▶ [What you are asked to do]
Within the material below, locate the line with "longest = longest.max(points.len());" and the line with "of NOP instructions", then return those two lines and all lines between them, exactly as written.

___ Supplied data ___

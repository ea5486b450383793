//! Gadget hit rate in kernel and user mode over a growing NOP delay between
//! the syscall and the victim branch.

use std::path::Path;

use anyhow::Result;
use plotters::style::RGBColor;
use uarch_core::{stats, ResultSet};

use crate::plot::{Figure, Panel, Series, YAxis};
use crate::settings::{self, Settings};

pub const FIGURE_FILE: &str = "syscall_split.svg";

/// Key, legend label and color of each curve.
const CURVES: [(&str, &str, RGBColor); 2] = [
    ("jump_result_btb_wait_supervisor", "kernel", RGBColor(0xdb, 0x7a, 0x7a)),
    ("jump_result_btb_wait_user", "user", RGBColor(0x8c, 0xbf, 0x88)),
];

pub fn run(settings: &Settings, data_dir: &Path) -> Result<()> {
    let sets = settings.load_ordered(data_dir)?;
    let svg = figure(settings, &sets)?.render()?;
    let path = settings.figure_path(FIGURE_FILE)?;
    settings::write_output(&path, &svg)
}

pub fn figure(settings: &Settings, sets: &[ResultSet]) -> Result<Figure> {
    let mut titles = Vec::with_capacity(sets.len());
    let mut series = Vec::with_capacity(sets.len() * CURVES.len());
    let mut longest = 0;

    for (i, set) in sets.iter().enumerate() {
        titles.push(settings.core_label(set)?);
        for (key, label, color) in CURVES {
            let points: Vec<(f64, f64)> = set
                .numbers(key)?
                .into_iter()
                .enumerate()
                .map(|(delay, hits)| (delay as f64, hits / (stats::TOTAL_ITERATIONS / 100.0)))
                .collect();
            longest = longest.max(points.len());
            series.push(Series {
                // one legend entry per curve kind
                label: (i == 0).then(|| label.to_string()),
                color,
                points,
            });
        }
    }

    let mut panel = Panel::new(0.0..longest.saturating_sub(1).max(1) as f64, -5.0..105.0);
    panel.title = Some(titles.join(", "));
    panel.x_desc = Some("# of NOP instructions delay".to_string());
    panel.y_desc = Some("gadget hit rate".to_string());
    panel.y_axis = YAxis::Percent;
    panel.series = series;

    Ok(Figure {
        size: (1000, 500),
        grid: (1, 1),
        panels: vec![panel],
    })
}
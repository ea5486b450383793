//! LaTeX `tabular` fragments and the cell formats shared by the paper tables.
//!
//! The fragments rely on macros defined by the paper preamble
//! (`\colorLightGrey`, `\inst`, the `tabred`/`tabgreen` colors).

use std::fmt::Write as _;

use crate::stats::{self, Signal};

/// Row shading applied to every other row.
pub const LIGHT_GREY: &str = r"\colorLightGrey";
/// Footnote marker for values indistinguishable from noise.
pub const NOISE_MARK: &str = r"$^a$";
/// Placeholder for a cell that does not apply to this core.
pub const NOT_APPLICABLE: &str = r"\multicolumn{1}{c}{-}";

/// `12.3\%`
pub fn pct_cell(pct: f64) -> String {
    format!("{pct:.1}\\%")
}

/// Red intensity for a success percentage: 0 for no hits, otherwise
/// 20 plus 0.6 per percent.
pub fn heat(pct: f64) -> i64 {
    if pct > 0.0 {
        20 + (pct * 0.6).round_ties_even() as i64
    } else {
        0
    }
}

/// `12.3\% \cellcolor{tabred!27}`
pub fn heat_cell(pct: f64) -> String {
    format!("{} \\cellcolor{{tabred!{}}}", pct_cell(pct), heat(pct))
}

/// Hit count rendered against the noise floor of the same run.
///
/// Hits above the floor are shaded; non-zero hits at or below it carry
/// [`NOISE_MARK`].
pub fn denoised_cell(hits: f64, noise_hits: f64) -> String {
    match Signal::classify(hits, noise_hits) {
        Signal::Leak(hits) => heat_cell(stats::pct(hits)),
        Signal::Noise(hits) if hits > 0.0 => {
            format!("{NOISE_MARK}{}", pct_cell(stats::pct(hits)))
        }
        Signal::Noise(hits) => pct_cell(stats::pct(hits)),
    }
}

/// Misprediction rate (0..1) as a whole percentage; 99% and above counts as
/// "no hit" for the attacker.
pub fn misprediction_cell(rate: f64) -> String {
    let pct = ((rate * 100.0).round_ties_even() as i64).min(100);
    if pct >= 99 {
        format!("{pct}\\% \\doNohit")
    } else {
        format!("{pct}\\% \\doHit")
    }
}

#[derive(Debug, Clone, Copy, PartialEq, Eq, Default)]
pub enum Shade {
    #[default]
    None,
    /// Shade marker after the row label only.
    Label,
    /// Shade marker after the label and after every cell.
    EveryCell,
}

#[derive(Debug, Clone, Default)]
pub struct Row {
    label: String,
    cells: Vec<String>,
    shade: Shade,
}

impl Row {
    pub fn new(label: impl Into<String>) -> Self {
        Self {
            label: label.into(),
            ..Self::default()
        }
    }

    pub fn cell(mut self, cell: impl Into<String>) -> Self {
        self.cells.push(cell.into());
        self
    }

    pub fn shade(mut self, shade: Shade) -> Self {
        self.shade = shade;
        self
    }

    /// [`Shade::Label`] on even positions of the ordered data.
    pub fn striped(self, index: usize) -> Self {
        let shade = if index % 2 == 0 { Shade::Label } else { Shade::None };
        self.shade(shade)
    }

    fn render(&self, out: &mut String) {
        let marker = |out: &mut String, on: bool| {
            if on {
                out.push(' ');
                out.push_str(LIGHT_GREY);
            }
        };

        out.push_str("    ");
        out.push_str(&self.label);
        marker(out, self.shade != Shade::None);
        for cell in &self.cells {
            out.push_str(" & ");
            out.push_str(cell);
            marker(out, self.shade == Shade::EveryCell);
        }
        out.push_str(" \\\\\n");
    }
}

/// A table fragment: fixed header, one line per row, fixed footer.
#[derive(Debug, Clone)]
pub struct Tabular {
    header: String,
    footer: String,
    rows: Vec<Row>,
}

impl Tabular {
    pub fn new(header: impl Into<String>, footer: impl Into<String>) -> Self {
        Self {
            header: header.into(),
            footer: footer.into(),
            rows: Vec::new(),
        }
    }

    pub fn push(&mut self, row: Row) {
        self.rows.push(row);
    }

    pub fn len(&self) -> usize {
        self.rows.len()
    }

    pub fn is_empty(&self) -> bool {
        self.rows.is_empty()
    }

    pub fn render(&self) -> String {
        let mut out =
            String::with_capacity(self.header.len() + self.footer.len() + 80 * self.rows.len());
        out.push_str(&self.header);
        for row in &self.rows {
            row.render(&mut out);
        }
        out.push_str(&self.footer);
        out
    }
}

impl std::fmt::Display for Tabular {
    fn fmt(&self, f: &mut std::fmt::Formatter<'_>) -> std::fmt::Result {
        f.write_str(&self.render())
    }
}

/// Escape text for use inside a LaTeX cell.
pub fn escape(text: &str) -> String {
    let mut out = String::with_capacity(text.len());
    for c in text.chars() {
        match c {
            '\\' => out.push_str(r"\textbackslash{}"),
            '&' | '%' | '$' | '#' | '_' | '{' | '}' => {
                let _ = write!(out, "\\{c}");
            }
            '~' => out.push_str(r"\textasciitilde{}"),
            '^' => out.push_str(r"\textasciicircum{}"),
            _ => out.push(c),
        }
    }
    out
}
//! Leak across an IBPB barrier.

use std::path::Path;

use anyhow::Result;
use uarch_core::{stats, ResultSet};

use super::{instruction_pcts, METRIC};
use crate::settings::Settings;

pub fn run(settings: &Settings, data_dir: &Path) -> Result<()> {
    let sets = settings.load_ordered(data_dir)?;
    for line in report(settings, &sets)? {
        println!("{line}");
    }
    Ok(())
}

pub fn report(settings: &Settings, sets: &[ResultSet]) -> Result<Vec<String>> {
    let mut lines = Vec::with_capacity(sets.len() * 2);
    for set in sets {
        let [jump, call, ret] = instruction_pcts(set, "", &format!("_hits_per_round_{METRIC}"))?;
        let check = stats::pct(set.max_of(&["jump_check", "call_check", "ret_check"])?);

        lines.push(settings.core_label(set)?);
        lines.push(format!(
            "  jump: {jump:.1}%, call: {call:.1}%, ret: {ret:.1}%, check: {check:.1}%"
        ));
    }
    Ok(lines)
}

___

▶ [Answer area]
            longest = longest.max(points.len());
            series.push(Series {
                // one legend entry per curve kind
                label: (i == 0).then(|| label.to_string()),
                color,
                points,
            });
        }
    }

    let mut panel = Panel::new(0.0..longest.saturating_sub(1).max(1) as f64, -5.0..105.0);
    panel.title = Some(titles.join(", "));
    panel.x_desc = Some("# of NOP instructions delay".to_string());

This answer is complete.